# L-fever...



## K3nt (Apr 26, 2011)

...I think I have it.. Is there a cure or am I forever a lost cause? ;D
The 70-200mm f/2.8L IS USM II is brilliant! Now all I do is browse for deals on the 100mm f/2.8L IS USM macro lens, seems I can't get enough.


----------



## kirillica (Apr 26, 2011)

100L Macro is a perfect, well-built and very sharp lens, good for both: macros and portrets


----------



## epsiloneri (Apr 26, 2011)

If you already have the EF 70-200mm f/2.8L IS USM II, it is already close to the ultimate portrait lens. Have you considered using macro extension tubes for it? The 100/2.8L macro is great, but perhaps you would complement your lens collection better with a wide-angle lens. (depends on what you have and are interested in, of course)


----------



## K3nt (Apr 26, 2011)

It's a sickness... I want all L's...  Anything... must...have... ;D

I think this sickness can only be cured by buying L-lenses... (or if someone whacks me over the head real hard) ;D


----------



## Flake (Apr 26, 2011)

I sold a perfectly good 100mm Macro to buy the 100mm L (partly because I got a great deal) but it was a dissapointment, it's not really any better optically and the H-IS doesn't make enough of a difference to justify the price.

My advice to anyone wanting a lens for macro would be to buy the cheaper 100mm and a macro flash, that will give better images than even the very best macro without a flash. (Cue dissent!)

There are a few niggles with the 100mm L too, they don't get mentioned much in all the adulation - it's not a perfect lens, far from it.

The lens hood is ridiculously large so much so that it's unusable for macro photography, if it doesn't scare away your subject it will block out so much light that you won't be able to focus accurately!

The body is plastic so are the lens filter threads it's easy to strip them!

The lens is larger than other macro lenses so the macro flashes won't fit and you have to buy an adaptor like a step down ring - simple enough buy Canon will relieve you of Â£45 (Â£45 for a step down ring !!!!!) just so you can attach it. It fits the old one directly.

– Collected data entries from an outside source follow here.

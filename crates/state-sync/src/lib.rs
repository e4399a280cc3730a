//! # Proto Core State Sync
//!
//! Downloads the world state of a block from peers and keeps the peer set
//! useful while doing so.
//!
//! ## Overview
//!
//! The world state is a Merkle Patricia Trie of accounts, each of which may
//! point at contract code and a storage trie of its own. Every node is stored
//! under the Keccak256 hash of its encoding, so a download starts from the
//! block's state root and walks down: each node that arrives names the hashes
//! of its children, which are requested in turn.
//!
//! ## Key Components
//!
//! - **[`NodeDataRequest`]**: one node to fetch. Verifies that supplied bytes
//!   hash to the requested hash and derives the child requests.
//!
//! - **[`WorldDownloadState`]**: the task queue and completion logic of one
//!   download. Requests beyond the task capacity are spilled to a
//!   request store, and downloaded nodes are buffered and written in batches.
//!
//! - **[`CompleteTaskStep`]**: buffers a returned node and enqueues its
//!   children, or fails the task so it is retried.
//!
//! - **[`WorldStateDownloader`]**: spawns the workers that move tasks from the
//!   queue to peers and back.
//!
//! - **[`TrailingPeerLimiter`]**: disconnects the excess of peers whose chains
//!   are too far behind.
//!
//! ## Root Node Last
//!
//! The root node of the target trie is held back until every other node is
//! resolved, then written together with any still-buffered nodes and the
//! latest-world-state marker in a single commit. A stored
//! root therefore always means a complete trie, and an interrupted download
//! never looks finished.
//!
//! ## Example
//!
//! ```rust,ignore
//! use protocore_state_sync::WorldStateDownloader;
//!
//! let downloader = WorldStateDownloader::new(network, eth_peers, storage, config.sync);
//! let handle = downloader.run(header).await?;
//! handle.wait().await?;
//! ```

#![warn(missing_docs)]
#![warn(rust_2018_idioms)]
#![deny(unsafe_code)]

pub mod chain_events;
pub mod complete_task;
pub mod download_state;
pub mod downloader;
pub mod error;
pub mod node_data_request;
pub mod sync_state;
pub mod task;
pub mod trailing_peers;

// Re-export main types at crate root
pub use chain_events::{
    BlockAddedObserver, Blockchain, ChainEvents, ObserverId, ObserverSubscription,
};
pub use complete_task::CompleteTaskStep;
pub use download_state::{
    DownloadProgress, DownloadState, DownloadStatus, WorldDownloadState,
};
pub use downloader::{NodeDataNetwork, WorldDownloadHandle, WorldStateDownloader};
pub use error::{NodeDataError, WorldStateSyncError};
pub use node_data_request::{NodeDataRequest, RequestKind};
pub use sync_state::{SyncState, SyncTarget, SyncTargetRequirements};
pub use task::{InMemoryTaskQueue, QueuedTask, StandaloneTask, Task};
pub use trailing_peers::{TrailingPeerLimiter, TrailingPeerRequirements};

/// Result type for world-state sync operations
pub type Result<T> = std::result::Result<T, WorldStateSyncError>;
//! World-state download driver.
//!
//! [`WorldStateDownloader::run`] seeds a [`WorldDownloadState`] with the state
//! root and spawns workers. Each worker takes a batch of tasks, serves what it
//! can from local storage, asks an idle peer for the rest and hands every task
//! to [`CompleteTaskStep`].

use async_trait::async_trait;
use bytes::Bytes;
use protocore_config::SyncConfig;
use protocore_p2p::{DisconnectReason, EthPeer, EthPeers};
use protocore_storage::{RequestStore, WorldStateStorage};
use protocore_types::{BlockHeader, H256};
use std::collections::{HashMap, HashSet};
use std::sync::Arc;
use std::time::Duration;
use tokio::sync::watch;
use tokio::task::JoinHandle;
use tracing::{debug, info, trace, warn};

use crate::complete_task::CompleteTaskStep;
use crate::download_state::{DownloadProgress, DownloadState, DownloadStatus, WorldDownloadState};
use crate::task::{QueuedTask, Task};
use crate::{NodeDataRequest, WorldStateSyncError};

/// Delay before retrying when no peer can serve a batch
pub const NO_PEER_RETRY_DELAY: Duration = Duration::from_millis(250);

/// Fetches node data from peers.
#[async_trait]
pub trait NodeDataNetwork: Send + Sync {
    /// Ask `peer` for the nodes with the given hashes. Peers may answer with
    /// any subset, in any order.
    async fn request_node_data(&self, peer: &EthPeer, hashes: Vec<H256>)
        -> Result<Vec<Bytes>, String>;
}

/// Downloads the world state of a block from connected peers.
pub struct WorldStateDownloader<N: NodeDataNetwork> {
    network: Arc<N>,
    eth_peers: Arc<EthPeers>,
    storage: Arc<dyn WorldStateStorage>,
    request_store: Option<Arc<dyn RequestStore>>,
    config: SyncConfig,
}

impl<N: NodeDataNetwork + 'static> WorldStateDownloader<N> {
    /// Create a downloader
    pub fn new(
        network: Arc<N>,
        eth_peers: Arc<EthPeers>,
        storage: Arc<dyn WorldStateStorage>,
        config: SyncConfig,
    ) -> Self {
        Self {
            network,
            eth_peers,
            storage,
            request_store: None,
            config,
        }
    }

    /// Spill requests beyond the task capacity to `store` instead of memory
    pub fn with_request_store(mut self, store: Arc<dyn RequestStore>) -> Self {
        self.request_store = Some(store);
        self
    }

    /// Start downloading the state of `header`.
    ///
    /// If the state is already stored the returned handle is complete.
    pub async fn run(&self, header: BlockHeader) -> Result<WorldDownloadHandle, WorldStateSyncError> {
        self.config
            .validate()
            .map_err(|e| WorldStateSyncError::InvalidConfig(e.to_string()))?;

        let mut state = WorldDownloadState::new(&self.config);
        if let Some(store) = &self.request_store {
            store.clear()?;
            state = state.with_request_store(Arc::clone(store));
        }
        let state = Arc::new(state);

        if self.storage.is_world_state_available(&header.state_root)? {
            info!(
                block = header.number,
                state_root = %header.state_root,
                "World state already available"
            );
            state.complete_without_download();
            return Ok(WorldDownloadHandle {
                state,
                workers: Vec::new(),
            });
        }

        info!(
            block = header.number,
            state_root = %header.state_root,
            workers = self.config.world_state_request_parallelism,
            "Starting world state download"
        );
        state
            .enqueue_requests(vec![NodeDataRequest::account_trie_node(header.state_root)])
            .await;

        let worker = Arc::new(Worker {
            network: Arc::clone(&self.network),
            eth_peers: Arc::clone(&self.eth_peers),
            storage: Arc::clone(&self.storage),
            state: Arc::clone(&state),
            complete_step: CompleteTaskStep::new(Arc::clone(&self.storage)),
            header,
            batch_size: self.config.world_state_hash_count_per_request,
            request_timeout: self.config.request_timeout(),
        });
        let workers = (0..self.config.world_state_request_parallelism)
            .map(|id| tokio::spawn(Arc::clone(&worker).run(id)))
            .collect();

        Ok(WorldDownloadHandle { state, workers })
    }
}

/// Handle to a running download.
pub struct WorldDownloadHandle {
    state: Arc<WorldDownloadState>,
    workers: Vec<JoinHandle<()>>,
}

impl WorldDownloadHandle {
    /// Current counters
    pub fn progress(&self) -> DownloadProgress {
        self.state.progress()
    }

    /// Receive progress updates
    pub fn subscribe(&self) -> watch::Receiver<DownloadProgress> {
        self.state.subscribe()
    }

    /// Abandon the download
    pub fn cancel(&self) {
        self.state.cancel();
    }

    /// Wait for the download to end and all workers to exit
    pub async fn wait(self) -> Result<(), WorldStateSyncError> {
        let mut progress = self.state.subscribe();
        let status = match progress.wait_for(|p| p.status.is_finished()).await {
            Ok(progress) => progress.status.clone(),
            Err(_) => self.state.status(),
        };

        for worker in self.workers {
            if let Err(e) = worker.await {
                warn!(error = %e, "World state worker ended abnormally");
            }
        }

        match status {
            DownloadStatus::Completed => Ok(()),
            DownloadStatus::Cancelled => Err(WorldStateSyncError::Cancelled),
            DownloadStatus::Failed(err) => Err(err),
            DownloadStatus::Running => Err(WorldStateSyncError::Internal(
                "download ended while still running".to_string(),
            )),
        }
    }
}

struct Worker<N> {
    network: Arc<N>,
    eth_peers: Arc<EthPeers>,
    storage: Arc<dyn WorldStateStorage>,
    state: Arc<WorldDownloadState>,
    complete_step: CompleteTaskStep,
    header: BlockHeader,
    batch_size: usize,
    request_timeout: Duration,
}

impl<N: NodeDataNetwork> Worker<N> {
    async fn run(self: Arc<Self>, id: usize) {
        trace!(worker = id, "World state worker started");

        while let Some(batch) = self.state.next_batch(self.batch_size).await {
            if let Err(e) = self.process_batch(batch).await {
                self.state.fail(e);
                break;
            }
        }

        trace!(worker = id, "World state worker exiting");
    }

    /// Finish every task of `batch`, then write the nodes it produced in one
    /// commit
    async fn process_batch(&self, batch: Vec<QueuedTask>) -> Result<(), WorldStateSyncError> {
        let fetched = self.fetch_batch(batch).await;
        self.state.flush_writes(self.storage.as_ref())?;
        fetched
    }

    async fn fetch_batch(&self, batch: Vec<QueuedTask>) -> Result<(), WorldStateSyncError> {
        let mut remote = Vec::with_capacity(batch.len());
        for mut task in batch {
            if let Some(data) = task.data().existing_data(self.storage.as_ref())? {
                if task.data_mut().set_data(data).is_ok() {
                    self.complete(&mut task).await;
                    continue;
                }
            }
            remote.push(task);
        }
        if remote.is_empty() {
            return Ok(());
        }

        let Some(peer) = self.eth_peers.idle_peer(self.header.number) else {
            debug!(tasks = remote.len(), "No peer available for world state data");
            drop(remote);
            self.state.notify_task_available();
            tokio::time::sleep(NO_PEER_RETRY_DELAY).await;
            return Ok(());
        };

        let made_progress = self.request_from_peer(&peer, &mut remote).await;
        self.state.request_complete(made_progress);

        for task in remote.iter_mut() {
            self.complete(task).await;
        }
        Ok(())
    }

    async fn request_from_peer(&self, peer: &EthPeer, tasks: &mut [QueuedTask]) -> bool {
        let hashes: Vec<H256> = tasks.iter().map(|task| task.data().hash()).collect();
        trace!(peer = %peer, count = hashes.len(), "Requesting world state data");

        let response = {
            let _request = peer.begin_request();
            tokio::time::timeout(
                self.request_timeout,
                self.network.request_node_data(peer, hashes),
            )
            .await
        };
        let blobs = match response {
            Ok(Ok(blobs)) => blobs,
            Ok(Err(e)) => {
                debug!(peer = %peer, error = %e, "World state data request failed");
                return false;
            }
            Err(_) => {
                debug!(peer = %peer, "World state data request timed out");
                return false;
            }
        };

        let by_hash: HashMap<H256, Bytes> = blobs
            .into_iter()
            .map(|blob| (H256::keccak256(&blob), blob))
            .collect();
        let mut used = HashSet::new();
        for task in tasks.iter_mut() {
            let hash = task.data().hash();
            if let Some(data) = by_hash.get(&hash) {
                if task.data_mut().set_data(data.clone()).is_ok() {
                    used.insert(hash);
                }
            }
        }

        let unsolicited = by_hash.len() - used.len();
        if unsolicited > 0 {
            warn!(peer = %peer, unsolicited, "Peer returned world state data that was not requested");
            peer.disconnect(DisconnectReason::BreachOfProtocol);
        }

        !used.is_empty()
    }

    async fn complete(&self, task: &mut QueuedTask) {
        self.complete_step
            .mark_as_complete_or_failed(&self.header, self.state.as_ref(), task)
            .await;
    }
}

The H-IS is good for about 1 stop at 1:1 magnification I suppose every little helps, but it's just not enough to make a significant difference.

This isn't a cheap lens, it costs nearly 75% more than the non L version, and although it's a great performer, the old one was too, to be honest it's difficult to tell which images were taken with which lens.

Internal focussing makes both of these lenses very quick, especially when compared to third party offerings, but be aware that as they focus the focal length drops so the lenses are actually 67mm at macro magnification.


----------



## EYEONE (Apr 26, 2011)

I saw a discussion article on a photography website that was asking "How many lenses do you need?" I thought about it for a minute and settled on "All of them?"


----------



## neuroanatomist (Apr 26, 2011)

epsiloneri said:


> Have you considered using macro extension tubes for it?



Extension tubes are much more effective on shorter lenses. With a 25mm tube, the best you get is 0.36x magnification (and that's at the 70mm end - at the 200mm end, the magnification is only 0.14x, which is less than the 0.21x mag you get without the tube). 

For telephoto lenses, you should be looking at the 500D Close-up Lens. The 70-200mm f/2.8L IS II with the 500D Close-up Lens yields 0.6x magnification, also does surprisingly well. The IQ is not quite as good as the L marco lens, but considering the cost of the 500D it's very good (I tried some comparison flower shots, and could not easily tell which was which). 

Regarding L-fever - just give in, there is no cure (except death or destitution).


----------



## ronderick (Apr 26, 2011)

L-fever?

Well, there's some makeshift remedies you can try, like putting a red-color rubberband around your non-L lens. Of course, they offer only temporary relief...

On a side note, I have seen L-fever victims "progress" to the next stage - when they insist that the red band must be paired with a white-colored lens that's 300mm-plus. It usually occurs when the victims take on a sudden infatuation with shooting birds. At this point you should be really worried.

Of course, when you start seeing the red dot on the camera instead of the red band around the lens... now THAT can be deadly...


----------



## dstppy (Apr 26, 2011)

K3nt said:


> ...I think I have it.. Is there a cure or am I forever a lost cause? ;D
> The 70-200mm f/2.8L IS USM II is brilliant! Now all I do is browse for deals on the 100mm f/2.8L IS USM macro lens, seems I can't get enough.



I had a bad case of it until I got my 24-105mm . . . then I had a bit of buyer's remorse. I got the 15-85mm when I bought my 60D and it sort of set the bar high for lenses. It's not an L, but just barely. Build quality and IQ are just fabulous and the range feels good on a crop body.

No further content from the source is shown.